PeZwo - 17. Apr, 09:34

da Meinungen und Sichtweisen nun mal unterschiedlich sind ist alles was du schreibst ohne Zögern als persönliche Meinung zu akzeptieren... und im Grossen und Ganzen verstehe ich alles, was du meinst. Ich kenne die selektive Wahrnehmung von BILD und hier hat wohl einmal ein blindes Huhn ein Korn gefunden.

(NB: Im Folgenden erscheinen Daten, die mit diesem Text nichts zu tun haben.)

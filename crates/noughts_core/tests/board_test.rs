//! Tests for board placement and terminal-state queries.

use noughts_core::{Board, Cell, MoveError, Outcome, Player, Position};

/// Plays `moves` alternately starting with player one.
fn board_from(dim: usize, moves: &[(usize, usize)]) -> Board {
    let mut board = Board::with_dim(dim).expect("Valid dimension");
    for (turn, &(row, col)) in moves.iter().enumerate() {
        board
            .place(Player::for_turn(turn + 1), Position::new(row, col))
            .expect("Legal move");
    }
    board
}

#[test]
fn test_new_board_is_empty() {
    for dim in 3..11 {
        let board = Board::with_dim(dim).unwrap();
        assert_eq!(board.cells().len(), dim * dim);
        assert!(board.cells().iter().all(|&cell| cell == Cell::Empty));
        assert_eq!(board.open_positions().len(), dim * dim);
        assert_eq!(board.outcome(), Outcome::Draw);
        assert!(!board.is_full());
    }
}

#[test]
fn test_open_positions_row_major() {
    let board = board_from(3, &[(0, 1), (2, 2)]);
    let expected: Vec<Position> = [(0, 0), (0, 2), (1, 0), (1, 1), (1, 2), (2, 0), (2, 1)]
        .into_iter()
        .map(|(row, col)| Position::new(row, col))
        .collect();
    assert_eq!(board.open_positions(), expected);
}

#[test]
fn test_place_shrinks_open_positions_by_one() {
    for dim in 3..6 {
        let mut board = Board::with_dim(dim).unwrap();
        let mut turn = 1;
        while let Some(&pos) = board.open_positions().last() {
            let before = board.open_positions().len();
            board.place(Player::for_turn(turn), pos).unwrap();
            let after = board.open_positions();
            assert_eq!(after.len(), before - 1);
            assert!(!after.contains(&pos));
            turn += 1;
        }
        assert!(board.is_full());
        assert!(board.open_positions().is_empty());
    }
}

#[test]
fn test_place_on_occupied_leaves_board_unchanged() {
    let mut board = board_from(3, &[(1, 1)]);
    let snapshot = board.clone();

    let result = board.place(Player::Two, Position::new(1, 1));
    assert_eq!(result, Err(MoveError::Occupied(Position::new(1, 1))));
    assert_eq!(board, snapshot);
    assert!(result.unwrap_err().to_string().contains("occupied"));
}

#[test]
fn test_place_out_of_range_leaves_board_unchanged() {
    let mut board = board_from(4, &[(0, 0)]);
    let snapshot = board.clone();

    for pos in [Position::new(4, 0), Position::new(0, 4), Position::new(9, 9)] {
        assert!(matches!(
            board.place(Player::One, pos),
            Err(MoveError::OutOfRange { dim: 4, .. })
        ));
    }
    assert_eq!(board, snapshot);
}

#[test]
fn test_clear_resets_every_cell() {
    let mut board = board_from(3, &[(0, 0), (1, 1), (0, 1), (2, 0), (0, 2)]);
    assert!(board.is_terminal());

    board.clear();
    assert_eq!(board, Board::new());
    assert!(!board.is_terminal());
}

#[test]
fn test_outcome_on_complete_lines() {
    // column win for player two on a 4x4 board
    let board = board_from(
        4,
        &[(0, 0), (0, 3), (1, 0), (1, 3), (2, 1), (2, 3), (3, 1), (3, 3)],
    );
    assert_eq!(board.outcome(), Outcome::PlayerTwoWin);
    assert!(board.is_terminal());

    // anti-diagonal win for player one on a 3x3 board
    let board = board_from(3, &[(0, 2), (0, 0), (1, 1), (0, 1), (2, 0)]);
    assert_eq!(board.outcome(), Outcome::PlayerOneWin);
}

#[test]
fn test_mixed_full_board_is_draw() {
    // x o x / x o o / o x x
    let board = board_from(
        3,
        &[(0, 0), (0, 1), (0, 2), (1, 1), (1, 0), (1, 2), (2, 1), (2, 0), (2, 2)],
    );
    assert!(board.is_full());
    assert!(!board.is_terminal());
    assert_eq!(board.outcome(), Outcome::Draw);
}

#[test]
fn test_read_queries_are_idempotent() {
    let board = board_from(3, &[(0, 0), (1, 1), (0, 1), (2, 0)]);
    let snapshot = board.clone();
    for _ in 0..3 {
        assert_eq!(board.outcome(), snapshot.outcome());
        assert_eq!(board.is_full(), snapshot.is_full());
        assert_eq!(board.winning_moves(Player::Two), vec![Position::new(0, 2)]);
        assert_eq!(board.blocking_moves(Player::One), vec![Position::new(0, 2)]);
    }
    assert_eq!(board, snapshot);
}

#[test]
fn test_scenario_threats() {
    let board = board_from(3, &[(0, 0), (1, 1), (0, 1), (2, 0)]);
    assert_eq!(board.winning_moves(Player::Two), vec![Position::new(0, 2)]);
    assert_eq!(board.blocking_moves(Player::One), vec![Position::new(0, 2)]);
    assert_eq!(board.winning_moves(Player::One), vec![Position::new(0, 2)]);
}

#[test]
fn test_dead_draw_precedes_full_board() {
    // x o x / x o o / o x _
    let mut board = board_from(
        3,
        &[(0, 0), (0, 1), (0, 2), (1, 1), (1, 0), (1, 2), (2, 1), (2, 0)],
    );
    assert!(board.is_dead_draw());
    assert!(!board.is_full());
    assert_eq!(board.open_positions(), vec![Position::new(2, 2)]);

    board.place(Player::One, Position::new(2, 2)).unwrap();
    assert!(board.is_dead_draw());
    assert!(board.is_full());
}

#[test]
fn test_board_display_four_by_four() {
    let board = board_from(4, &[(3, 3)]);
    let rendered = board.to_string();
    assert_eq!(rendered.lines().count(), 7);
    assert_eq!(rendered.lines().last(), Some("  |   |   | x"));
}
//! Command-line interface for noughts.

use crate::config::{ConfigOverrides, ConfigError, MatchConfig};
use crate::players::PlayerKind;
use clap::{Args, Parser, Subcommand};
use std::path::PathBuf;

/// Noughts - N×N tic-tac-toe against random, heuristic and game-tree search players
#[derive(Parser, Debug)]
#[command(name = "noughts")]
#[command(about = "N×N tic-tac-toe with minimax and alpha-beta players", long_about = None)]
#[command(version)]
pub struct Cli {
    /// Subcommand to run
    #[command(subcommand)]
    pub command: Command,
}

/// Available commands
#[derive(Subcommand, Debug)]
pub enum Command {
    /// Play games at the console, printing the board every turn
    Play {
        /// Match settings
        #[command(flatten)]
        settings: MatchArgs,
    },

    /// Run unattended games and tally the outcomes
    Simulate {
        /// Match settings
        #[command(flatten)]
        settings: MatchArgs,

        /// Number of games to play
        #[arg(short, long)]
        games: Option<usize>,

        /// Print every game move by move
        #[arg(long)]
        show_games: bool,

        /// Print the tally as JSON
        #[arg(long)]
        json: bool,
    },
}

/// Settings shared by every command.
#[derive(Args, Debug, Clone, Default)]
pub struct MatchArgs {
    /// Path to a TOML match config (defaults to $NOUGHTS_CONFIG)
    #[arg(short, long)]
    pub config: Option<PathBuf>,

    /// Board side length
    #[arg(short, long)]
    pub dim: Option<usize>,

    /// Player one (crosses, moves first)
    #[arg(long, value_enum)]
    pub player_one: Option<PlayerKind>,

    /// Player two (noughts)
    #[arg(long, value_enum)]
    pub player_two: Option<PlayerKind>,

    /// Seed for reproducible random players
    #[arg(long)]
    pub seed: Option<u64>,
}

impl MatchArgs {
    /// Loads the config file, if any, and applies the flags over it.
    pub fn resolve(&self, fallback: MatchConfig, games: Option<usize>) -> Result<MatchConfig, ConfigError> {
        let overrides = ConfigOverrides {
            dim: self.dim,
            player_one: self.player_one,
            player_two: self.player_two,
            games,
            seed: self.seed,
        };
        Ok(MatchConfig::resolve(self.config.as_deref(), fallback)?.with_overrides(&overrides))
    }
}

Nicht verstehen tue ich den Schlußsatz. Also ich habe bezüglich der Unterschiede zwischen "Überschreitung des guten Geschmacks" und "Leute killen" absolut kein Problem zu definieren, was schlimmer ist.
david ramirer - 17. Apr, 09:56

die bild zeitung überschreitet nicht nur den guten geschmack, sie bereitet auch mit ihrer ständigen verdrehung der wahrheit und der mit-verblödung und de-sensibilisierung des publikums den boden für blutige taten, bis hin zum mord. hier zu behaupten, die "hände seien rein" ist zynisch. denn die bild-zeitung macht sich jeden tag schuldig, indem sie die leser für dumm verkauft.
das eine verbrechen ist ruchloser, weil sogar mit wirtschaftlichem erfolg verbunden, auf kosten der leser. das finde ich brutaler als mord.
PeZwo - 17. Apr, 10:08

Ui, mir scheint du hast einen ziemlichen Hass auf die Zeitung. Na, gut. Ich bin auch kein Fan, aber ich sehe es bei weitem nicht so dramatisch wie du. Ok, Meinungen sind und dürfen unterschiedlich sein.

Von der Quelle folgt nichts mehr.